The fetcher’s filter config file#
By default, all of the files, specified in the SHAREPOINT_FETCHER_PROJECT_PATH
, are going to be downloaded. However, instead of downloading all of the files, it is also possible to only select/filter for certain files, based on filename patterns or SharePoint properties.
The content of the filter config file is similar to what the SharePoint Evaluator expects.

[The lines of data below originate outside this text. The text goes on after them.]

//! Event System
//!
//! Gameplay code doesn't call into audio or anything else directly. It
//! queues events, and the frame driver drains them after the tick:
//!
//! 1. Coin collection finds an overlap → sends CoinCollected
//! 2. Frame driver drains the queue → plays the pickup cue

use super::entity::Entity;

/// A queue for events of a single type.
/// Events are collected during the tick and drained by the frame driver.
#[derive(Debug)]
pub struct EventQueue<T> {
    events: Vec<T>,
}

impl<T> EventQueue<T> {
    pub fn new() -> Self {
        Self { events: Vec::new() }
    }

    pub fn send(&mut self, event: T) {
        self.events.push(event);
    }

    /// Drain all events (returns iterator and clears queue)
    pub fn drain(&mut self) -> impl Iterator<Item = T> + '_ {
        self.events.drain(..)
    }

    #[cfg(test)]
    pub fn is_empty(&self) -> bool {
        self.events.is_empty()
    }
}

impl<T> Default for EventQueue<T> {
    fn default() -> Self {
        Self::new()
    }
}

/// A coin was picked up by the player
#[derive(Debug, Clone, Copy, PartialEq)]
pub struct CoinCollected {
    /// The coin's handle (already despawned)
    pub coin: Entity,
    /// Points awarded
    pub value: u32,
    /// Where the coin was
    pub x: f32,
    pub y: f32,
}

#[cfg(test)]
mod tests {
    use super::*;
    use crate::game::entity::EntityAllocator;

    #[test]
    fn test_drain_empties_queue() {
        let mut alloc = EntityAllocator::new();
        let mut queue = EventQueue::new();
        queue.send(CoinCollected { coin: alloc.allocate(), value: 10, x: 1.0, y: 2.0 });
        queue.send(CoinCollected { coin: alloc.allocate(), value: 10, x: 3.0, y: 4.0 });
        assert!(!queue.is_empty());

        let drained: Vec<_> = queue.drain().collect();
        assert_eq!(drained.len(), 2);
        assert_eq!(drained[0].x, 1.0);
        assert!(queue.is_empty());
    }
}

It looks like the following:
- files: 'OneDriving_Q-Activity-List.xlsx(1)/*' # ← first comes a `files` section with a wildcard
title: 'File link title' # ← needed if you want a message with the link of the selected file
select: # ← list of property checks, similar to Sharepoint evaluator
- property: 'CSC'
equals: 2
onlyLastModified: true # ← (optional) if true, download only the most recent file
- files: 'PlainFile.pdf' # ← also possible to just specify a single filename
- files: 'Folder/*.pdf' # ← you can also use wildcards without selectors
Example config#
You can find a complete example configuration here:
for on-premise instances: Downloading and checking files from on-premise instances.
for cloud instances: Downloading and checking files from cloud instances.